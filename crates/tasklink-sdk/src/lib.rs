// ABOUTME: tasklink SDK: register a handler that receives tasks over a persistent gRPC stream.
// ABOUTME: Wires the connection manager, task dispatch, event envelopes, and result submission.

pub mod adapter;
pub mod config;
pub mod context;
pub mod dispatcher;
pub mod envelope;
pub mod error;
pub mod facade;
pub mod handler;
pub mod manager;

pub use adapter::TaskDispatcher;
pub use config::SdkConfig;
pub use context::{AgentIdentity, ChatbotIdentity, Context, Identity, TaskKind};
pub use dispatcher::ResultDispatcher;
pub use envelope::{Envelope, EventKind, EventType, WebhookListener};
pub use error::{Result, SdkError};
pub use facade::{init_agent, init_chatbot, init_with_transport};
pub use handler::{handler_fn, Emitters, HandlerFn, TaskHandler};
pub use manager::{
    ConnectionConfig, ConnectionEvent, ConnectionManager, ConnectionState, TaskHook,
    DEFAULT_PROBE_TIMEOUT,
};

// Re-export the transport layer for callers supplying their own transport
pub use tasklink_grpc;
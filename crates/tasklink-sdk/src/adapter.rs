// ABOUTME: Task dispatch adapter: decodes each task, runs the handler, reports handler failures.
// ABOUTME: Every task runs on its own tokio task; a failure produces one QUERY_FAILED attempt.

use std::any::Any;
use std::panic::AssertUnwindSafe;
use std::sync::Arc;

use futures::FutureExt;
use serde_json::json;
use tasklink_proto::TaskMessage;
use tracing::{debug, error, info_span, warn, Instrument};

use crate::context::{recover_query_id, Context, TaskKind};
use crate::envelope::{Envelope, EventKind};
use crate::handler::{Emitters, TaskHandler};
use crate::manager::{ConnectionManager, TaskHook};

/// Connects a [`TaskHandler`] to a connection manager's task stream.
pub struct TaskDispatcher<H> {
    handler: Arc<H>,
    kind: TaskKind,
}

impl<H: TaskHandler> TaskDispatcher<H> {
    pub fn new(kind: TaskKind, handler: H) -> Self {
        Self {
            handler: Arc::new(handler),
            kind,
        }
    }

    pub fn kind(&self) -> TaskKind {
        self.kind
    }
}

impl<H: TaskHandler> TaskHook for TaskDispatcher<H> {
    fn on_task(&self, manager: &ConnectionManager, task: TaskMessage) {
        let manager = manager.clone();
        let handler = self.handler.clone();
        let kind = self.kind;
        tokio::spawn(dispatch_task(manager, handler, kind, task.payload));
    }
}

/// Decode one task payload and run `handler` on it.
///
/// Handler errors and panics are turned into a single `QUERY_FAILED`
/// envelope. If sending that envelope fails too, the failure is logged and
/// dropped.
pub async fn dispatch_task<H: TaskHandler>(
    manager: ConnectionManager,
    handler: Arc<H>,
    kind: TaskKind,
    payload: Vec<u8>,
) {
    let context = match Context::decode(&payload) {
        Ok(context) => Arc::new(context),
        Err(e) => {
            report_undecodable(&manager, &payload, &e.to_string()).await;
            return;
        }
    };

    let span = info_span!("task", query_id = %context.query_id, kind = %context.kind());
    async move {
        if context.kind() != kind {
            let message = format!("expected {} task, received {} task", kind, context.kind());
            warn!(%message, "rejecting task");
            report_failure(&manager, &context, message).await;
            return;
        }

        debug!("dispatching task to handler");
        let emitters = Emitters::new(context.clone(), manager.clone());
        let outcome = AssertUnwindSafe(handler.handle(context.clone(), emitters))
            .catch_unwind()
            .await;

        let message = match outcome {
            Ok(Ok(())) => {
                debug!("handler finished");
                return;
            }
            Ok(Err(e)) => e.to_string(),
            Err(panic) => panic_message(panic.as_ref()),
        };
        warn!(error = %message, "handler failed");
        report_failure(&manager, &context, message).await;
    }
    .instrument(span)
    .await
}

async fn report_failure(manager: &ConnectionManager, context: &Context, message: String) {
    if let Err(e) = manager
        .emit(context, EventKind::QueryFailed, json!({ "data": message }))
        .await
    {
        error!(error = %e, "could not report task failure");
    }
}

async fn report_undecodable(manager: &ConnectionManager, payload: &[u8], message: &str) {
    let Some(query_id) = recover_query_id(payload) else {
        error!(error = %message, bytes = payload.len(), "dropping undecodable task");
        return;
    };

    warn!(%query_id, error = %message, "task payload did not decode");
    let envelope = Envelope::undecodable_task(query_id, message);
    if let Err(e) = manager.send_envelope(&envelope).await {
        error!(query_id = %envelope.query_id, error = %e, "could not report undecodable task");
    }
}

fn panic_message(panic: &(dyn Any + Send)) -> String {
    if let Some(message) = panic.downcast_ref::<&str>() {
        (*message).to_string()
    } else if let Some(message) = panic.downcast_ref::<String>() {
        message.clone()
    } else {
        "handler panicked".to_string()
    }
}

· · · ·

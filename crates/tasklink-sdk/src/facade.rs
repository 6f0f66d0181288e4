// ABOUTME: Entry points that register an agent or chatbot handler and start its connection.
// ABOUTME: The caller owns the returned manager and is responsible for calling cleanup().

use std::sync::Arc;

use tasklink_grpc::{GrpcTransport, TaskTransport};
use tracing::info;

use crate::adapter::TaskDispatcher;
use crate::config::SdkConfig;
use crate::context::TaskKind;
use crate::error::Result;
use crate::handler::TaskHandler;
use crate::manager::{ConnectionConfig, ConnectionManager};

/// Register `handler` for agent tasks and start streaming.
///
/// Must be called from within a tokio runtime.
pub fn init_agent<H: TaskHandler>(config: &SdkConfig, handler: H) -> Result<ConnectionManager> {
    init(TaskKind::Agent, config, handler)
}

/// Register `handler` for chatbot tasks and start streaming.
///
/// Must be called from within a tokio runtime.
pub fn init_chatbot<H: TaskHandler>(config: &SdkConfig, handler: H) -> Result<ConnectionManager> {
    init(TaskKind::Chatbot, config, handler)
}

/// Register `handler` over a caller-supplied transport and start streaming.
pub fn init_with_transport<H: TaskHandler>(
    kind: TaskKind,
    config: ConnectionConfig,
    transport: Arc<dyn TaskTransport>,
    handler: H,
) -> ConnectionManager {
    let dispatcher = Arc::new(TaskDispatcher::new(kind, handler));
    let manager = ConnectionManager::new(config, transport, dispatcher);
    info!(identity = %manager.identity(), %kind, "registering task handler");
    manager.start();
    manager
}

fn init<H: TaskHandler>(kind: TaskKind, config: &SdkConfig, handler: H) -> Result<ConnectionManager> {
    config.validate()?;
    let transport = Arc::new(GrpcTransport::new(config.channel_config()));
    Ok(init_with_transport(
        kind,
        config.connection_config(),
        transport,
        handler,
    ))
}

· · · ·

◆ **Task directions**:
Say, as a bare number, how many lines in the entries above include the string "runs".

◆ **Output for this exercise**:
2